TASK DESCRIPTION » In the entries below, identify every line with the string "website" and copy it.

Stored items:
....................

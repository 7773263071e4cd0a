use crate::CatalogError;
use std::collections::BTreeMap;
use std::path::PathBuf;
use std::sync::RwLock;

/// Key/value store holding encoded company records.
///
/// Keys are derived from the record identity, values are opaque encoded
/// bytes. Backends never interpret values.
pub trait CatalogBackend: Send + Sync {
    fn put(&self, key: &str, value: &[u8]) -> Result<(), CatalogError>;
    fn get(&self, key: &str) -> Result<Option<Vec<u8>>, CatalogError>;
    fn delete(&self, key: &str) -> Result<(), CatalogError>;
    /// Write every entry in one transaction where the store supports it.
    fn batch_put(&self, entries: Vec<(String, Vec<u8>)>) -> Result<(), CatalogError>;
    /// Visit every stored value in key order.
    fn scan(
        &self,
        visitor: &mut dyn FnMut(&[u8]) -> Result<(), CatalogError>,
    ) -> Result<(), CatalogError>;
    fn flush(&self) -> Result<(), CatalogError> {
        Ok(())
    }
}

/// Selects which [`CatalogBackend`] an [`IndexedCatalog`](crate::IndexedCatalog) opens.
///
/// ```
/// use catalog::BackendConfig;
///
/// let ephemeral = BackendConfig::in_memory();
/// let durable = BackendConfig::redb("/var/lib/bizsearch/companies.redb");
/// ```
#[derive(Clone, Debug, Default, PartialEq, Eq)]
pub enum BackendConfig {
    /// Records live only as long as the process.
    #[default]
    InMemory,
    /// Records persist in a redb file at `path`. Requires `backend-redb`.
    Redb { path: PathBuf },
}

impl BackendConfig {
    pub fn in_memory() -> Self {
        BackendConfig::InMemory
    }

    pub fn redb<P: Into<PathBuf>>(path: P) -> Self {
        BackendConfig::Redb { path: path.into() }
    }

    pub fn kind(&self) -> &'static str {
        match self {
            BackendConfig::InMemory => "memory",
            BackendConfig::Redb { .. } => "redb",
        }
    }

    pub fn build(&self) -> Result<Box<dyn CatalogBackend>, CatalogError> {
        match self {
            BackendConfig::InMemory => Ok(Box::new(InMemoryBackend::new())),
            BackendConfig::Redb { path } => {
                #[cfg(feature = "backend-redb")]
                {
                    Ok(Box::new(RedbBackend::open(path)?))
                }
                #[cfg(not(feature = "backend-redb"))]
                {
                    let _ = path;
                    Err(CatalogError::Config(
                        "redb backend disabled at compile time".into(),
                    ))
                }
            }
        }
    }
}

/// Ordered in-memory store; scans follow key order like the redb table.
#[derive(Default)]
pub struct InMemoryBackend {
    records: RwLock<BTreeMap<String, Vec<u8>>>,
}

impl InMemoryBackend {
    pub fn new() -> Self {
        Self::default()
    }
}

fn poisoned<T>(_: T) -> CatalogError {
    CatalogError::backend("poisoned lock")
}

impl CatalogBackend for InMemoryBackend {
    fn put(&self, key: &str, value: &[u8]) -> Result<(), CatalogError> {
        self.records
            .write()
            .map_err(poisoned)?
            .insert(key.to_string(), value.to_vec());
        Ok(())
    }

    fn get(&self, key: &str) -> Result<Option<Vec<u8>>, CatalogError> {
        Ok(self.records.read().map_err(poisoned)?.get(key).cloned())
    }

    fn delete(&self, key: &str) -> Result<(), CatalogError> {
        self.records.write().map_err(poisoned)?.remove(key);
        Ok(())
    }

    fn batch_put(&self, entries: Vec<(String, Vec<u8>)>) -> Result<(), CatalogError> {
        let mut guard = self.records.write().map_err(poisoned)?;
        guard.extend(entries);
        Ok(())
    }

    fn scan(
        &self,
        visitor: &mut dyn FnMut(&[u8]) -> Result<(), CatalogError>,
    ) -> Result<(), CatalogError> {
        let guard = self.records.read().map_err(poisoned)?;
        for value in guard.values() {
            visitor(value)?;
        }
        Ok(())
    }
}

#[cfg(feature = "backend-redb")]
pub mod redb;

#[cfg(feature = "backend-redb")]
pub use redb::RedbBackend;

....................

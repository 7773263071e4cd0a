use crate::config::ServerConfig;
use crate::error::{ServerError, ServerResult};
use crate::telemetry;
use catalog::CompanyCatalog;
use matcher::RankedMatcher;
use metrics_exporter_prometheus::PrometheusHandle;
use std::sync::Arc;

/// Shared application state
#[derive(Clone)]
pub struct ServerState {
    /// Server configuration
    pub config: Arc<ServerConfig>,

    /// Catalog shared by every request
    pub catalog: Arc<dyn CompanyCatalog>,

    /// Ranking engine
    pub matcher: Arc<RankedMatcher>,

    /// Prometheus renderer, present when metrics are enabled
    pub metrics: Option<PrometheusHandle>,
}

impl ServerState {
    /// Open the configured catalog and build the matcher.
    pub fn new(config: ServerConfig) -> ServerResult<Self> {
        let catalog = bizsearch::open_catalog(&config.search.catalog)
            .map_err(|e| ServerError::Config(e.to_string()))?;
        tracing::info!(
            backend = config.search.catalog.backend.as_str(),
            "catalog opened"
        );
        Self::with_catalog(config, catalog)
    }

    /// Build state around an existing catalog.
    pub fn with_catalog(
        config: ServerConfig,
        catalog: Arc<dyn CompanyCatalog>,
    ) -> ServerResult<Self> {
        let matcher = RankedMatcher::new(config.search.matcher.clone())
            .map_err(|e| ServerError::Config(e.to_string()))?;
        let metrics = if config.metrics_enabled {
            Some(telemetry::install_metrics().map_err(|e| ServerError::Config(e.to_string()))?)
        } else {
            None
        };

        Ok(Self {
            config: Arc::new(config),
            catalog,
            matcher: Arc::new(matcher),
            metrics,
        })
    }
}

....................

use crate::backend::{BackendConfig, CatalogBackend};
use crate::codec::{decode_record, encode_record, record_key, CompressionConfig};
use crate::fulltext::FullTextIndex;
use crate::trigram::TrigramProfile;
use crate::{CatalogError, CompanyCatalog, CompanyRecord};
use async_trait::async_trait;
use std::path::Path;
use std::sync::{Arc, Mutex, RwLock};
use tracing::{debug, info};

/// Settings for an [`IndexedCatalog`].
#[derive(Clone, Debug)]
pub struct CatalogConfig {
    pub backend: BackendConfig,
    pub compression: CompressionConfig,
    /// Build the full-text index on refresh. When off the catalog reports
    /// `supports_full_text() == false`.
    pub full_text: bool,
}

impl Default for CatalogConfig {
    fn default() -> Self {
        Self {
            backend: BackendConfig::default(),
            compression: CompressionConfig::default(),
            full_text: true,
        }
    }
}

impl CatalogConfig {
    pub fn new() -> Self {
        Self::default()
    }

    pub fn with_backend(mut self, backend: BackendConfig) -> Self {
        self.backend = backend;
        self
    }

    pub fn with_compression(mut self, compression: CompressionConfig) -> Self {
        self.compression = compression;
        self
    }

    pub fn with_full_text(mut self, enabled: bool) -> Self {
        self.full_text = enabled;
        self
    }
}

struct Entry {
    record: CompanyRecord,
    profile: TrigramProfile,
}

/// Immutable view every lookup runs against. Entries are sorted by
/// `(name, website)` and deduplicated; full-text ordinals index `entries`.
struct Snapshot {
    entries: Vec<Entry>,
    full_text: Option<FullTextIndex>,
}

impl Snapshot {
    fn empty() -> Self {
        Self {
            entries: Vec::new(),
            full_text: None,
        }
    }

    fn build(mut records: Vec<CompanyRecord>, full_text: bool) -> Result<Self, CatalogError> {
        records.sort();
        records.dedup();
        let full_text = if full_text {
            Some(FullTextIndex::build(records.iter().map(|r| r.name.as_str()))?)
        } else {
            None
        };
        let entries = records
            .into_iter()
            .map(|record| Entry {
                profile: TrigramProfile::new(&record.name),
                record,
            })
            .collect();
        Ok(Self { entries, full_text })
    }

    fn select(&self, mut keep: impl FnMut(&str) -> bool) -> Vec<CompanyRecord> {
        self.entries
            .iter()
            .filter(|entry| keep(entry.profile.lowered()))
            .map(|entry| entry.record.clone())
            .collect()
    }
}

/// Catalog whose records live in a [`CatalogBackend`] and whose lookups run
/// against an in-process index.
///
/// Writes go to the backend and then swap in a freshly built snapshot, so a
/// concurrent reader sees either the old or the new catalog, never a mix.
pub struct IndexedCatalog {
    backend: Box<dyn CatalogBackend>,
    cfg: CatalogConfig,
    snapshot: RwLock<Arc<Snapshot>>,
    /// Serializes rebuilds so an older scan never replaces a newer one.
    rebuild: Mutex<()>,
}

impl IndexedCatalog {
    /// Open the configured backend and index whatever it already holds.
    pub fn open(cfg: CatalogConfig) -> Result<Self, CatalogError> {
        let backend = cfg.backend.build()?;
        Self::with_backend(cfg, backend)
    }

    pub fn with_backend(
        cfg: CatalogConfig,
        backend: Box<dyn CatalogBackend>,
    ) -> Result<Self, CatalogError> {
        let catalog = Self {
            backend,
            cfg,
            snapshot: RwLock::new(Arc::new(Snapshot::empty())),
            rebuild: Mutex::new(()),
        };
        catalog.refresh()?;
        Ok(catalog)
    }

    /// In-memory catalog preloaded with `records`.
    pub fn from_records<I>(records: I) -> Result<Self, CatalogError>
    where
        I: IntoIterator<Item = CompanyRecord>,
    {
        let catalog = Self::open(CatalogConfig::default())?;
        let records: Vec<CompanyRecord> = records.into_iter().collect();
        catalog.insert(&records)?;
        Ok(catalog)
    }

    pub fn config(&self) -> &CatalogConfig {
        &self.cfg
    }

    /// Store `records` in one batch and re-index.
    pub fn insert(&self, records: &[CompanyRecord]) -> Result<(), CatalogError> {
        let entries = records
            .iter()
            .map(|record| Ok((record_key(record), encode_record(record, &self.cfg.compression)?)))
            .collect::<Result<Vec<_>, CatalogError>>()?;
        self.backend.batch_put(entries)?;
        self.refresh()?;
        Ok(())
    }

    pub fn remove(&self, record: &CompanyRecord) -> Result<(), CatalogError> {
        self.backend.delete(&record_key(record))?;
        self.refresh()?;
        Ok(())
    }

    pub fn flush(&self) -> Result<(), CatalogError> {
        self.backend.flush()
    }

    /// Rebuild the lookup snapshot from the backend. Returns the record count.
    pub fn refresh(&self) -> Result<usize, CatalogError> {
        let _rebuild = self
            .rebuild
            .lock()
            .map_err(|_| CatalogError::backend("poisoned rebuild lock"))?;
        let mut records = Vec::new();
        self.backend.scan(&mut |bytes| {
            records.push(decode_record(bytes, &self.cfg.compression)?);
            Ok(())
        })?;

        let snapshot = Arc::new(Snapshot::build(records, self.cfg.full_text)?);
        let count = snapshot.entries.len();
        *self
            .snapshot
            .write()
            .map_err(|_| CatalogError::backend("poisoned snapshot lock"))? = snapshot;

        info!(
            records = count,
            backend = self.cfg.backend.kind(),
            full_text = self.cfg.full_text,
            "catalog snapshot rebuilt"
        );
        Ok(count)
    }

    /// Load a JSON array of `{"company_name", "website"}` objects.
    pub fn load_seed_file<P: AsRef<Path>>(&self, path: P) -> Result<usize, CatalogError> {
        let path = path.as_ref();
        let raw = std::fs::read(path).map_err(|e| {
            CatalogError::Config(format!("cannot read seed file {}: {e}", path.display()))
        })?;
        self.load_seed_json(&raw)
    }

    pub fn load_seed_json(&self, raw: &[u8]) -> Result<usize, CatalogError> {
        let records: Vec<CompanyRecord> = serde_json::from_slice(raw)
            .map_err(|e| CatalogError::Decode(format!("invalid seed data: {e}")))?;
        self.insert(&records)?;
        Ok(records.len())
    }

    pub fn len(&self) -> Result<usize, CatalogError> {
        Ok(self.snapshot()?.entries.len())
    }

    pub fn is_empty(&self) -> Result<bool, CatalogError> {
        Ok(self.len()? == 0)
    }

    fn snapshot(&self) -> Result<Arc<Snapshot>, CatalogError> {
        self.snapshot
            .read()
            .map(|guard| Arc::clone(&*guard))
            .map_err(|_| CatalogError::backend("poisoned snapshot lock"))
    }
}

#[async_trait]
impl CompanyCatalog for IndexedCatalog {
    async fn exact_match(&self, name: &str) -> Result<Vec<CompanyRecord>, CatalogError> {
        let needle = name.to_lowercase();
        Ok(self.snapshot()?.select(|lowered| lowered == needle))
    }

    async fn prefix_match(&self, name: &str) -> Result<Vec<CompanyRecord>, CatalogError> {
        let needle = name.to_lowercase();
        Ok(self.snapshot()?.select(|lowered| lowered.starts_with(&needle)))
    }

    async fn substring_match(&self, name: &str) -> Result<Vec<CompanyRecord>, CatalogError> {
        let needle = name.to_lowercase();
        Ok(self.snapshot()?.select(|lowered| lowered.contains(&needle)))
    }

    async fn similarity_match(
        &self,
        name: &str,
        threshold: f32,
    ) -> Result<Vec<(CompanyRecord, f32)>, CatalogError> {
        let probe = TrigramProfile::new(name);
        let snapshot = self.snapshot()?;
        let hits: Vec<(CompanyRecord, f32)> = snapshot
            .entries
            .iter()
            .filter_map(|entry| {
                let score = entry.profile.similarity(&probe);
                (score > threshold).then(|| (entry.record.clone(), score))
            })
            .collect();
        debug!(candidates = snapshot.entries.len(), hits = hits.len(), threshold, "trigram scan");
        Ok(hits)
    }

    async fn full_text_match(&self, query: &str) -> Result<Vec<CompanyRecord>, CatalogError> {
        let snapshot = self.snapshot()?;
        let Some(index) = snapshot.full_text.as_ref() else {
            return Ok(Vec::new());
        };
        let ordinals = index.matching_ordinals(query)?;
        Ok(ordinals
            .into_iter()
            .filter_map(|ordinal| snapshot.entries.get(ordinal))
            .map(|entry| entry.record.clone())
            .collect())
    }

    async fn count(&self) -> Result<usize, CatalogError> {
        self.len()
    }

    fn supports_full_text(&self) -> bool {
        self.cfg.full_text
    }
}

....................

TASK OUTPUT »
/// `(name, website)` and deduplicated; full-text ordinals index `entries`.
    /// Load a JSON array of `{"company_name", "website"}` objects.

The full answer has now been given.